I had promised to talk about brilliant books I read this summer and so once again Alphabe-Thursday prompts me to do what I wanted to do but never did- and at least it's still September! And Left-Handed Housewife might still talk to me if I do!I actually started with The Outcast by Sadie Jones. C lent it to me one Friday night. I put the boys to bed and started reading at 9.30pm. I rang her at 10.30pm to discuss. I read until it was finished- 2.30am Saturday. I rang her 10am to discuss again! Family and society fail a traumatised child in post-War middle-class England. Harrowing, challenging, obviously influenced by Camus's Outsider but all her own tapestry of pain.
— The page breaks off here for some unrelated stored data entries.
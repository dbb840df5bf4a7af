//! Control-planes backed by the Android platform tools.
//!
//! [`Adb`] and [`Fastboot`] implement the traits in [`crate::control`] by
//! running the `adb` and `fastboot` executables and interpreting what they
//! print. Parsing is kept in free functions so it can be tested without a
//! device attached.

mod adb;
mod fastboot;

pub use adb::Adb;
pub use fastboot::Fastboot;

use crate::control::{ControlError, DeviceStatus};
use std::ffi::OsStr;
use std::path::Path;
use std::process::Command;

/// Captured result of one tool invocation.
struct ToolOutput {
    success: bool,
    /// stdout followed by stderr; fastboot reports most things on stderr.
    text: String,
}

/// Runs `program` with `args` to completion and captures its output.
fn run_tool<I, S>(program: &Path, args: I) -> Result<(String, ToolOutput), ControlError>
where
    I: IntoIterator<Item = S>,
    S: AsRef<OsStr>,
{
    let mut command = Command::new(program);
    command.args(args);
    let rendered = render(&command);
    tracing::debug!("running `{rendered}`");

    let output = command.output().map_err(|source| ControlError::Spawn {
        tool: program.display().to_string(),
        source,
    })?;

    let mut text = String::from_utf8_lossy(&output.stdout).into_owned();
    text.push_str(&String::from_utf8_lossy(&output.stderr));
    tracing::debug!("`{rendered}` exited with {}: {}", output.status, text.trim());

    Ok((
        rendered,
        ToolOutput {
            success: output.status.success(),
            text,
        },
    ))
}

/// Like [`run_tool`], but a non-zero exit becomes [`ControlError::Command`].
fn run_checked<I, S>(program: &Path, args: I) -> Result<String, ControlError>
where
    I: IntoIterator<Item = S>,
    S: AsRef<OsStr>,
{
    let (command, output) = run_tool(program, args)?;
    if output.success {
        Ok(output.text)
    } else {
        Err(ControlError::Command {
            command,
            output: output.text.trim().to_string(),
        })
    }
}

fn render(command: &Command) -> String {
    let mut parts = vec![command.get_program().to_string_lossy().into_owned()];
    parts.extend(command.get_args().map(|a| a.to_string_lossy().into_owned()));
    parts.join(" ")
}

/// Interprets a `devices` listing as printed by both adb and fastboot.
///
/// Only the first attached device is considered; the installer addresses a
/// single phone at a time. `ready_states` lists the connection states that
/// mean the device can accept commands.
fn parse_device_listing(listing: &str, ready_states: &[&str]) -> DeviceStatus {
    let row = listing
        .lines()
        .map(str::trim)
        .find(|l| !l.is_empty() && !l.starts_with("List of devices") && !l.starts_with('*'));

    let Some(row) = row else {
        return DeviceStatus::NoDeviceFound;
    };

    if row.contains("no permissions") {
        return DeviceStatus::NoUsbPermissions;
    }

    let state = row.split_whitespace().nth(1).unwrap_or_default();
    if ready_states.contains(&state) {
        DeviceStatus::Ready
    } else {
        DeviceStatus::Unauthorized
    }
}

#[cfg(test)]
mod tests {
    use super::*;

    const ADB_READY: &[&str] = &["device", "recovery", "sideload"];

    #[test]
    fn empty_listing_means_no_device() {
        assert_eq!(
            parse_device_listing("List of devices attached\n\n", ADB_READY),
            DeviceStatus::NoDeviceFound
        );
        assert_eq!(parse_device_listing("", &["fastboot"]), DeviceStatus::NoDeviceFound);
    }

    #[test]
    fn daemon_banner_is_skipped() {
        let listing = "* daemon not running; starting now at tcp:5037\n\
                       * daemon started successfully\n\
                       List of devices attached\n\
                       8a7f1c2e\tdevice\n";
        assert_eq!(parse_device_listing(listing, ADB_READY), DeviceStatus::Ready);
    }

    #[test]
    fn recognises_unauthorized_and_permissions() {
        assert_eq!(
            parse_device_listing("List of devices attached\n8a7f1c2e\tunauthorized\n", ADB_READY),
            DeviceStatus::Unauthorized
        );
        assert_eq!(
            parse_device_listing("List of devices attached\n8a7f1c2e\toffline\n", ADB_READY),
            DeviceStatus::Unauthorized
        );
        assert_eq!(
            parse_device_listing(
                "List of devices attached\n8a7f1c2e\tno permissions (user in plugdev group; are your udev rules wrong?)\n",
                ADB_READY
            ),
            DeviceStatus::NoUsbPermissions
        );
        assert_eq!(
            parse_device_listing("????????????\tno permissions fastboot\n", &["fastboot"]),
            DeviceStatus::NoUsbPermissions
        );
    }

    #[test]
    fn recovery_counts_as_ready_for_adb() {
        assert_eq!(
            parse_device_listing("List of devices attached\n8a7f1c2e\trecovery\n", ADB_READY),
            DeviceStatus::Ready
        );
        assert_eq!(
            parse_device_listing("8a7f1c2e\tfastboot\n", &["fastboot"]),
            DeviceStatus::Ready
        );
    }
}
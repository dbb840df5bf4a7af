/// The file name of a platform tool executable.
pub fn executable_name(tool: &str) -> String {
    tool.to_string()
}

/// Whether the process should wait for the operator before exiting.
///
/// Unix terminals outlive the installer, so the final message stays visible.
pub fn pause_before_exit() -> bool {
    false
}
use super::{parse_device_listing, run_checked};
use crate::control::{ControlError, DeviceStatus, RebootTarget, UserModeControl};
use std::ffi::OsString;
use std::path::{Path, PathBuf};

/// Connection states in which adb accepts commands.
const READY_STATES: &[&str] = &["device", "recovery", "sideload"];

/// The user-mode control-plane, driven through the `adb` executable.
#[derive(Clone, Debug)]
pub struct Adb {
    program: PathBuf,
}

impl Adb {
    pub fn new(program: impl Into<PathBuf>) -> Self {
        Self {
            program: program.into(),
        }
    }
}

impl UserModeControl for Adb {
    fn status(&self) -> Result<DeviceStatus, ControlError> {
        let listing = run_checked(&self.program, ["devices"])?;
        Ok(parse_device_listing(&listing, READY_STATES))
    }

    fn run_shell_command(&self, command: &str) -> Result<(), ControlError> {
        let output = run_checked(&self.program, ["shell", command])?;
        // Older adb daemons do not forward the remote exit status, but TWRP
        // still prints its failures.
        if output.lines().any(|l| l.trim_start().starts_with("E:")) {
            return Err(ControlError::Command {
                command: format!("adb shell {command}"),
                output: output.trim().to_string(),
            });
        }
        Ok(())
    }

    fn push_file(&self, local: &Path, remote_dir: &str) -> Result<(), ControlError> {
        let args: [OsString; 3] = ["push".into(), local.into(), remote_dir.into()];
        run_checked(&self.program, args).map(drop)
    }

    fn reboot(&self, target: RebootTarget) -> Result<(), ControlError> {
        let mut args = vec!["reboot"];
        args.extend(target.as_arg());
        run_checked(&self.program, args).map(drop)
    }

    fn sideload_package(&self, package: &Path) -> Result<(), ControlError> {
        let args: [OsString; 2] = ["sideload".into(), package.into()];
        run_checked(&self.program, args).map(drop)
    }
}

#[cfg(all(test, unix))]
mod tests {
    use super::*;
    use std::os::unix::fs::PermissionsExt;

    /// Writes an executable shell script standing in for `adb`.
    fn fake_tool(dir: &Path, body: &str) -> PathBuf {
        let path = dir.join("adb");
        std::fs::write(&path, format!("#!/bin/sh\n{body}\n")).unwrap();
        std::fs::set_permissions(&path, std::fs::Permissions::from_mode(0o755)).unwrap();
        path
    }

    #[test]
    fn status_reads_device_listing() {
        let dir = tempfile::tempdir().unwrap();
        let adb = Adb::new(fake_tool(
            dir.path(),
            "printf 'List of devices attached\\nabc123\\tunauthorized\\n'",
        ));
        assert_eq!(adb.status().unwrap(), DeviceStatus::Unauthorized);
    }

    #[test]
    fn missing_executable_is_a_spawn_error() {
        let dir = tempfile::tempdir().unwrap();
        let adb = Adb::new(dir.path().join("no-such-adb"));
        assert!(matches!(adb.status(), Err(ControlError::Spawn { .. })));
    }

    #[test]
    fn recovery_error_lines_fail_the_command() {
        let dir = tempfile::tempdir().unwrap();
        let adb = Adb::new(fake_tool(dir.path(), "echo 'E:Unable to mount /data'"));
        let err = adb.run_shell_command("twrp wipe data").unwrap_err();
        assert!(err.to_string().contains("Unable to mount"));
    }

    #[test]
    fn non_zero_exit_fails_push() {
        let dir = tempfile::tempdir().unwrap();
        let adb = Adb::new(fake_tool(dir.path(), "echo 'adb: error: failed to copy' >&2; exit 1"));
        let err = adb
            .push_file(Path::new("os.zip"), "/sdcard")
            .unwrap_err();
        assert!(matches!(err, ControlError::Command { .. }));
        assert!(err.to_string().contains("failed to copy"));
    }
}
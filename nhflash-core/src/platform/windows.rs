/// The file name of a platform tool executable.
pub fn executable_name(tool: &str) -> String {
    format!("{tool}.exe")
}

/// Whether the process should wait for the operator before exiting.
///
/// When started by double-clicking, the console window closes the moment the
/// process exits and the last message would be lost.
pub fn pause_before_exit() -> bool {
    true
}
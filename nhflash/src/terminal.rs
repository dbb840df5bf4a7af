//! The interactive terminal implementation of the installer's [`Console`].
use console::style;
use dialoguer::{Confirm, Select, theme::ColorfulTheme};
use indicatif::{ProgressBar, ProgressStyle};
use nhflash_core::console::Console;
use nhflash_core::fetch::FetchProgress;
use std::io::{self, BufRead, Write};
use std::sync::Arc;
use std::sync::atomic::{AtomicBool, Ordering};

pub struct TerminalConsole {
    theme: ColorfulTheme,
    /// Set while a download bar is on screen, so Ctrl-C cancels the download
    /// instead of killing the process.
    in_transfer: Arc<AtomicBool>,
}

impl TerminalConsole {
    pub fn new(in_transfer: Arc<AtomicBool>) -> Self {
        Self {
            theme: ColorfulTheme::default(),
            in_transfer,
        }
    }
}

fn prompt_error(e: dialoguer::Error) -> io::Error {
    io::Error::other(e)
}

/// Blocks until a line is read from stdin. End of input is an error, so a
/// closed stdin never counts as the operator saying yes.
pub fn wait_for_enter() -> io::Result<()> {
    let mut line = String::new();
    if io::stdin().lock().read_line(&mut line)? == 0 {
        return Err(io::Error::new(
            io::ErrorKind::UnexpectedEof,
            "stdin closed while waiting for the operator",
        ));
    }
    Ok(())
}

impl Console for TerminalConsole {
    fn say(&mut self, message: &str) {
        println!("{message}");
    }

    fn warn(&mut self, message: &str) {
        println!("{} {message}", style("WARNING:").yellow().bold());
    }

    fn confirm(&mut self, prompt: &str) -> io::Result<bool> {
        Confirm::with_theme(&self.theme)
            .with_prompt(prompt)
            .default(false)
            .interact()
            .map_err(prompt_error)
    }

    fn choose(&mut self, prompt: &str, options: &[String]) -> io::Result<usize> {
        Select::with_theme(&self.theme)
            .with_prompt(prompt)
            .items(options)
            .default(0)
            .interact()
            .map_err(prompt_error)
    }

    fn acknowledge(&mut self, prompt: &str) -> io::Result<()> {
        print!("{} {} ", style("?").yellow().bold(), style(prompt).bold());
        io::stdout().flush()?;
        wait_for_enter()
    }

    fn transfer(&mut self, label: &str) -> Box<dyn FetchProgress + '_> {
        Box::new(TransferBar::new(label, self.in_transfer.clone()))
    }
}

/// A download progress bar that lives for exactly one transfer.
struct TransferBar {
    bar: ProgressBar,
    in_transfer: Arc<AtomicBool>,
}

impl TransferBar {
    fn new(label: &str, in_transfer: Arc<AtomicBool>) -> Self {
        in_transfer.store(true, Ordering::SeqCst);
        let bar = ProgressBar::new(0);
        bar.set_prefix(label.to_string());
        Self { bar, in_transfer }
    }
}

impl FetchProgress for TransferBar {
    fn start(&mut self, total: Option<u64>) {
        match total {
            Some(len) => {
                self.bar.set_length(len);
                self.bar.set_style(
                    ProgressStyle::default_bar()
                        .template(
                            "{prefix:24} [{elapsed_precise}] [{bar:40.green/black}] {bytes}/{total_bytes} ({bytes_per_sec}, {eta})",
                        )
                        .unwrap()
                        .progress_chars("■ "),
                );
            }
            // No Content-Length; show a counter instead of a bar.
            None => {
                self.bar.set_style(
                    ProgressStyle::default_spinner()
                        .template("{prefix:24} [{elapsed_precise}] {spinner} {bytes} ({bytes_per_sec})")
                        .unwrap(),
                );
            }
        }
    }

    fn advance(&mut self, received: u64) {
        self.bar.set_position(received);
    }
}

impl Drop for TransferBar {
    fn drop(&mut self) {
        self.bar.finish();
        self.in_transfer.store(false, Ordering::SeqCst);
    }
}
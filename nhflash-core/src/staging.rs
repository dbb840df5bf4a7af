//! Making sure every artifact a flow needs exists on local disk.
use crate::console::Console;
use crate::fetch::{Fetcher, file_sha256};
use crate::outcome::InstallError;
use crate::profile::{ArtifactKind, DeviceProfile};
use std::collections::BTreeMap;
use std::path::{Path, PathBuf};

/// Local paths of the staged artifacts, keyed by role.
#[derive(Clone, Debug, Default, PartialEq, Eq)]
pub struct StagedArtifacts {
    paths: BTreeMap<ArtifactKind, PathBuf>,
}

impl StagedArtifacts {
    pub fn path(&self, kind: ArtifactKind) -> Option<&Path> {
        self.paths.get(&kind).map(PathBuf::as_path)
    }

    pub fn contains(&self, kind: ArtifactKind) -> bool {
        self.paths.contains_key(&kind)
    }

    pub fn len(&self) -> usize {
        self.paths.len()
    }

    pub fn is_empty(&self) -> bool {
        self.paths.is_empty()
    }
}

/// Stages `kinds` from `profile` into `workdir`, downloading what is missing.
///
/// Kinds the profile does not declare are skipped; callers decide beforehand
/// which ones are mandatory. A local file whose digest does not match the
/// profile is treated as missing. Returns only once every requested artifact
/// is on disk.
pub fn stage(
    profile: &DeviceProfile,
    kinds: &[ArtifactKind],
    workdir: &Path,
    fetcher: &dyn Fetcher,
    console: &mut dyn Console,
) -> Result<StagedArtifacts, InstallError> {
    let mut staged = StagedArtifacts::default();

    for &kind in kinds {
        let Some(artifact) = profile.artifact(kind) else {
            continue;
        };
        let path = workdir.join(&artifact.file);

        if is_usable(&path, artifact.sha256.as_deref()) {
            tracing::debug!("{kind} already present at {}", path.display());
        } else {
            let url = artifact
                .url
                .as_deref()
                .ok_or(InstallError::NoSource { artifact: kind })?;

            console.say(&format!("Downloading the {kind}..."));
            let mut progress = console.transfer(&artifact.file);
            fetcher
                .fetch(url, &path, artifact.sha256.as_deref(), progress.as_mut())
                .map_err(|source| InstallError::Fetch {
                    artifact: kind,
                    source,
                })?;
            drop(progress);

            // A fetcher that reports success without producing the file is
            // still a retrieval failure.
            if !path.is_file() {
                return Err(InstallError::NoSource { artifact: kind });
            }
        }

        staged.paths.insert(kind, path);
    }

    Ok(staged)
}

fn is_usable(path: &Path, sha256: Option<&str>) -> bool {
    if !path.is_file() {
        return false;
    }
    let Some(expected) = sha256 else {
        return true;
    };
    match file_sha256(path) {
        Ok(actual) if actual.eq_ignore_ascii_case(expected.trim()) => true,
        Ok(actual) => {
            tracing::warn!(
                "{} has checksum {actual}, expected {expected}; downloading again",
                path.display()
            );
            false
        }
        Err(e) => {
            tracing::warn!("failed to hash {}: {e}", path.display());
            false
        }
    }
}
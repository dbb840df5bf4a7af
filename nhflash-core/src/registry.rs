//! The set of supported devices, and lookup by hardware identifier.
//!
//! Profiles are loaded once at start-up from a TOML file of `[[device]]`
//! tables and never modified afterwards. Several phone models can report the
//! same bootloader identifier (every OnePlus handset says
//! `QC_Reference_Phone`), so [`Registry::resolve`] reports ambiguity rather
//! than choosing; the caller asks the operator and commits the candidate
//! they picked.
use crate::profile::{ArtifactKind, DeviceProfile};
use serde::Deserialize;
use std::collections::HashSet;
use std::path::Component;
use std::fs;
use std::path::{Path, PathBuf};
use thiserror::Error;

#[derive(Debug, Error)]
pub enum RegistryError {
    #[error("failed to read device profiles from {path}: {source}")]
    Read {
        path: PathBuf,
        #[source]
        source: std::io::Error,
    },
    #[error("failed to parse device profiles: {0}")]
    Parse(#[from] toml::de::Error),
    #[error("invalid device profile '{name}': {reason}")]
    Invalid { name: String, reason: String },
}

/// Result of looking up a hardware identifier.
#[derive(Debug, PartialEq, Eq)]
pub enum Resolution<'a> {
    Found(&'a DeviceProfile),
    /// More than one profile reports this identifier; the operator must pick.
    Ambiguous(Vec<&'a DeviceProfile>),
    NotFound,
}

#[derive(Deserialize)]
struct RegistryFile {
    #[serde(default)]
    device: Vec<DeviceProfile>,
}

#[derive(Clone, Debug, Default)]
pub struct Registry {
    profiles: Vec<DeviceProfile>,
}

impl Registry {
    /// Builds a registry from already-loaded profiles, validating each one.
    pub fn new(profiles: Vec<DeviceProfile>) -> Result<Self, RegistryError> {
        let mut seen = HashSet::new();
        for profile in &profiles {
            validate(profile)?;
            // The operator tells profiles sharing an identifier apart by name.
            if !seen.insert((profile.product.as_str(), profile.name.as_str())) {
                return Err(RegistryError::Invalid {
                    name: profile.name.clone(),
                    reason: format!("declared twice for product '{}'", profile.product),
                });
            }
        }
        Ok(Self { profiles })
    }

    pub fn from_toml(text: &str) -> Result<Self, RegistryError> {
        let file: RegistryFile = toml::from_str(text)?;
        Self::new(file.device)
    }

    pub fn load(path: &Path) -> Result<Self, RegistryError> {
        let text = fs::read_to_string(path).map_err(|source| RegistryError::Read {
            path: path.to_path_buf(),
            source,
        })?;
        let registry = Self::from_toml(&text)?;
        tracing::debug!(
            "loaded {} device profiles from {}",
            registry.profiles.len(),
            path.display()
        );
        Ok(registry)
    }

    /// All profiles, in file order.
    pub fn profiles(&self) -> &[DeviceProfile] {
        &self.profiles
    }

    /// Exact-match lookup on the bootloader-reported identifier.
    pub fn resolve(&self, identifier: &str) -> Resolution<'_> {
        let mut matches: Vec<_> = self
            .profiles
            .iter()
            .filter(|p| p.product == identifier)
            .collect();

        match matches.len() {
            0 => Resolution::NotFound,
            1 => Resolution::Found(matches.remove(0)),
            _ => Resolution::Ambiguous(matches),
        }
    }
}

fn validate(profile: &DeviceProfile) -> Result<(), RegistryError> {
    let invalid = |reason: String| RegistryError::Invalid {
        name: profile.name.clone(),
        reason,
    };

    if profile.name.trim().is_empty() {
        return Err(invalid("missing name".into()));
    }
    if profile.product.trim().is_empty() {
        return Err(invalid("missing product identifier".into()));
    }

    for kind in [ArtifactKind::Os, ArtifactKind::Filesystem, ArtifactKind::Recovery] {
        if profile.artifact(kind).is_some_and(|a| a.file.is_empty()) {
            return Err(invalid(format!("{kind} has no file name")));
        }
    }

    let mut seen = HashSet::new();
    for (kind, artifact) in profile.artifacts() {
        if !is_plain_file_name(&artifact.file) {
            return Err(invalid(format!(
                "{kind} file '{}' must be a bare file name",
                artifact.file
            )));
        }
        if !seen.insert(artifact.file.as_str()) {
            return Err(invalid(format!(
                "{kind} reuses the file name '{}'",
                artifact.file
            )));
        }
    }

    Ok(())
}

/// Artifacts live directly in the work directory and are pushed and
/// installed by the same name, so no directory parts are allowed.
fn is_plain_file_name(file: &str) -> bool {
    let mut components = Path::new(file).components();
    matches!(
        (components.next(), components.next()),
        (Some(Component::Normal(_)), None)
    ) && !file.contains(['/', '\\'])
}
#![allow(dead_code)]

use nhflash_core::config::{CompanionPolicy, InstallerConfig, SettleTimes};
use nhflash_core::console::Console;
use nhflash_core::control::{
    BootloaderControl, ControlError, DeviceStatus, RebootTarget, UserModeControl,
};
use nhflash_core::fetch::{FetchError, FetchProgress, Fetcher, NoProgress};
use nhflash_core::profile::{Artifact, DeviceProfile};
use std::cell::{Cell, RefCell};
use std::collections::VecDeque;
use std::io;
use std::path::Path;
use std::rc::Rc;
use std::time::{Duration, Instant};

/// Every device-facing call, in the order it was made, shared by all fakes.
pub type CallLog = Rc<RefCell<Vec<String>>>;

pub fn failure(command: &str) -> ControlError {
    ControlError::Command {
        command: command.to_string(),
        output: "injected failure".to_string(),
    }
}

pub fn profile(name: &str, product: &str) -> DeviceProfile {
    let slug = name.to_lowercase().replace(' ', "");
    let url = |file: &str| format!("https://dl.example.invalid/{slug}/{file}");
    DeviceProfile {
        name: name.to_string(),
        product: product.to_string(),
        os: Artifact::new(format!("{slug}-os.zip"), url("os.zip")),
        filesystem: Artifact::new("kalifs-full.zip", url("kalifs-full.zip")),
        recovery: Artifact::new(format!("{slug}-twrp.img"), url("twrp.img")),
        companion: Some(Artifact::new("gapps.zip", url("gapps.zip"))),
        extra: None,
        factory: None,
        stock_recovery: None,
    }
}

pub fn config(workdir: &Path) -> InstallerConfig {
    InstallerConfig {
        workdir: workdir.to_path_buf(),
        remote_dir: "/sdcard".to_string(),
        settle: SettleTimes::none(),
        companion: CompanionPolicy::Ask,
        acknowledge_transitions: true,
    }
}

fn file_name(path: &Path) -> String {
    path.file_name()
        .map(|n| n.to_string_lossy().into_owned())
        .unwrap_or_default()
}

pub struct FakeBootloader {
    log: CallLog,
    /// Statuses returned in order; once exhausted, `status` is returned.
    pub scripted: RefCell<VecDeque<Result<DeviceStatus, ControlError>>>,
    pub status: DeviceStatus,
    pub product: String,
    pub unlocked: Option<bool>,
    /// Any call whose log entry starts with this fails.
    pub fail_on: Option<String>,
    pub status_calls: Cell<usize>,
}

impl FakeBootloader {
    pub fn new(log: &CallLog, product: &str) -> Self {
        Self {
            log: log.clone(),
            scripted: RefCell::new(VecDeque::new()),
            status: DeviceStatus::Ready,
            product: product.to_string(),
            unlocked: Some(true),
            fail_on: None,
            status_calls: Cell::new(0),
        }
    }

    pub fn script(&self, statuses: impl IntoIterator<Item = DeviceStatus>) {
        self.scripted.borrow_mut().extend(statuses.into_iter().map(Ok));
    }

    fn call(&self, entry: String) -> Result<(), ControlError> {
        let fails = self.fail_on.as_ref().is_some_and(|f| entry.starts_with(f));
        self.log.borrow_mut().push(entry.clone());
        if fails { Err(failure(&entry)) } else { Ok(()) }
    }
}

impl BootloaderControl for FakeBootloader {
    fn status(&self) -> Result<DeviceStatus, ControlError> {
        self.status_calls.set(self.status_calls.get() + 1);
        match self.scripted.borrow_mut().pop_front() {
            Some(next) => next,
            None => Ok(self.status),
        }
    }

    fn product_identifier(&self) -> Result<String, ControlError> {
        self.call("fastboot getvar product".into())?;
        Ok(self.product.clone())
    }

    fn unlocked(&self) -> Result<bool, ControlError> {
        self.call("fastboot getvar unlocked".into())?;
        self.unlocked
            .ok_or_else(|| failure("fastboot getvar unlocked"))
    }

    fn unlock(&self) -> Result<(), ControlError> {
        self.call("fastboot oem unlock".into())
    }

    fn flash_recovery(&self, image: &Path) -> Result<(), ControlError> {
        self.call(format!("fastboot flash recovery {}", file_name(image)))
    }

    fn boot_image(&self, image: &Path) -> Result<(), ControlError> {
        self.call(format!("fastboot boot {}", file_name(image)))
    }

    fn reboot(&self) -> Result<(), ControlError> {
        self.call("fastboot reboot".into())
    }
}

pub struct FakeUserMode {
    log: CallLog,
    pub scripted: RefCell<VecDeque<Result<DeviceStatus, ControlError>>>,
    pub status: DeviceStatus,
    pub fail_on: Option<String>,
    /// How long adb stays silent after a reboot into the system.
    pub boot_time: Duration,
    booting_until: Cell<Option<Instant>>,
}

impl FakeUserMode {
    pub fn new(log: &CallLog) -> Self {
        Self {
            log: log.clone(),
            scripted: RefCell::new(VecDeque::new()),
            status: DeviceStatus::Ready,
            fail_on: None,
            boot_time: Duration::ZERO,
            booting_until: Cell::new(None),
        }
    }

    pub fn script(&self, statuses: impl IntoIterator<Item = DeviceStatus>) {
        self.scripted.borrow_mut().extend(statuses.into_iter().map(Ok));
    }

    fn call(&self, entry: String) -> Result<(), ControlError> {
        let fails = self.fail_on.as_ref().is_some_and(|f| entry.starts_with(f));
        self.log.borrow_mut().push(entry.clone());
        if fails { Err(failure(&entry)) } else { Ok(()) }
    }
}

impl UserModeControl for FakeUserMode {
    fn status(&self) -> Result<DeviceStatus, ControlError> {
        if self.booting_until.get().is_some_and(|until| Instant::now() < until) {
            return Ok(DeviceStatus::NoDeviceFound);
        }
        match self.scripted.borrow_mut().pop_front() {
            Some(next) => next,
            None => Ok(self.status),
        }
    }

    fn run_shell_command(&self, command: &str) -> Result<(), ControlError> {
        self.call(format!("adb shell {command}"))
    }

    fn push_file(&self, local: &Path, remote_dir: &str) -> Result<(), ControlError> {
        self.call(format!("adb push {} {remote_dir}", file_name(local)))
    }

    fn reboot(&self, target: RebootTarget) -> Result<(), ControlError> {
        match target.as_arg() {
            Some(arg) => self.call(format!("adb reboot {arg}")),
            None => {
                self.call("adb reboot".into())?;
                self.booting_until.set(Some(Instant::now() + self.boot_time));
                Ok(())
            }
        }
    }

    fn sideload_package(&self, package: &Path) -> Result<(), ControlError> {
        self.call(format!("adb sideload {}", file_name(package)))
    }
}

/// Writes a small file for every URL instead of downloading it.
pub struct FakeFetcher {
    pub fetched: RefCell<Vec<String>>,
    pub fail_on: Option<String>,
    /// Report success without writing anything.
    pub write_nothing: bool,
}

impl FakeFetcher {
    pub fn new() -> Self {
        Self {
            fetched: RefCell::new(Vec::new()),
            fail_on: None,
            write_nothing: false,
        }
    }
}

impl Fetcher for FakeFetcher {
    fn fetch(
        &self,
        url: &str,
        destination: &Path,
        _sha256: Option<&str>,
        progress: &mut dyn FetchProgress,
    ) -> Result<(), FetchError> {
        self.fetched.borrow_mut().push(url.to_string());
        if self.fail_on.as_deref().is_some_and(|f| url.ends_with(f)) {
            return Err(FetchError::Status {
                url: url.to_string(),
                status: 503,
            });
        }
        progress.start(Some(7));
        if !self.write_nothing {
            std::fs::write(destination, b"payload").map_err(|source| FetchError::Io {
                path: destination.to_path_buf(),
                source,
            })?;
        }
        progress.advance(7);
        Ok(())
    }
}

/// Answers prompts from a script and records everything it is told.
#[derive(Default)]
pub struct ScriptedConsole {
    pub confirms: VecDeque<bool>,
    pub choices: VecDeque<usize>,
    pub said: Vec<String>,
    pub asked: Vec<String>,
    pub offered: Vec<Vec<String>>,
    pub acknowledged: Vec<String>,
}

impl ScriptedConsole {
    pub fn answering(confirms: impl IntoIterator<Item = bool>) -> Self {
        Self {
            confirms: confirms.into_iter().collect(),
            ..Self::default()
        }
    }

    pub fn said_containing(&self, needle: &str) -> bool {
        self.said.iter().any(|m| m.contains(needle))
    }
}

fn exhausted(prompt: &str) -> io::Error {
    io::Error::new(io::ErrorKind::UnexpectedEof, format!("no scripted answer for '{prompt}'"))
}

impl Console for ScriptedConsole {
    fn say(&mut self, message: &str) {
        self.said.push(message.to_string());
    }

    fn confirm(&mut self, prompt: &str) -> io::Result<bool> {
        self.asked.push(prompt.to_string());
        self.confirms.pop_front().ok_or_else(|| exhausted(prompt))
    }

    fn choose(&mut self, prompt: &str, options: &[String]) -> io::Result<usize> {
        self.asked.push(prompt.to_string());
        self.offered.push(options.to_vec());
        self.choices.pop_front().ok_or_else(|| exhausted(prompt))
    }

    fn acknowledge(&mut self, prompt: &str) -> io::Result<()> {
        self.acknowledged.push(prompt.to_string());
        Ok(())
    }

    fn transfer(&mut self, _label: &str) -> Box<dyn FetchProgress + '_> {
        Box::new(NoProgress)
    }
}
With lovely hope as the weft!
Then I got into the car and drove to France. On passenger stints I devoured Family Album by Penelope Lively. C had been totally disturbed to find herself, she thought, a character in Outcast; well I was destroyed by the mother in Album! It's one of a very few books since university that I annotated as I went along!
"This is all she ever wanted: children and a house in which to stow them- a capacious, expansive house... And Denby ovenware and a Moulinex and a fish-kettle and a set of Sabatier knives. She has all of these things and knows that she is lucky. Oh, so lucky." And so obtuse, and so so wonderfully, brilliantly terrifying!
This one I got at a service station somewhere in England, and it sounded interesting. I read it in Brittany,and it was. It articulated much of what I had tenuously formulated from studying French, working in France, teaching French. It explores the differences between cultures, between women, between "natives" and immigrants, between bling bling Sarkozy and what has gone before. I did test out many theories on a French family who came to dinner here in August, and they did concur!
I discovered Barbara Pym one dusty night shelving in the Library last year, and read Excellent Women. I had found this gorgeous reprint last Spring and put it aside for holiday reading- perfect for this: it's entertaining and blithe, but cutting too. Pym makes me think of Cranford with its petty quotidien lives of single women of a certain age who are nonetheless heroines of stoicism and hope. I loved Tame Gazelle, partly because so much of its satire revolves around church life! But it did make me wonder where the feminist literature is now- who celebrates single women? That got me thinking about Margaret Drabble's Millstone, which is obviously a generation ago. But is Lisbeth Salander really the champion of strong, single women today?
And so to Jasper Fforde. I want to like him. I do. It's just such a wade to get through! He took up most of the rest of the holidays! I find myself thinking that these would be good books for the boys when they're older! But you know when you just want to read something that makes you laugh? Still clever and scintillating and all P. G. Wodehouse or Georgette Heyer or Bill Bryson or who?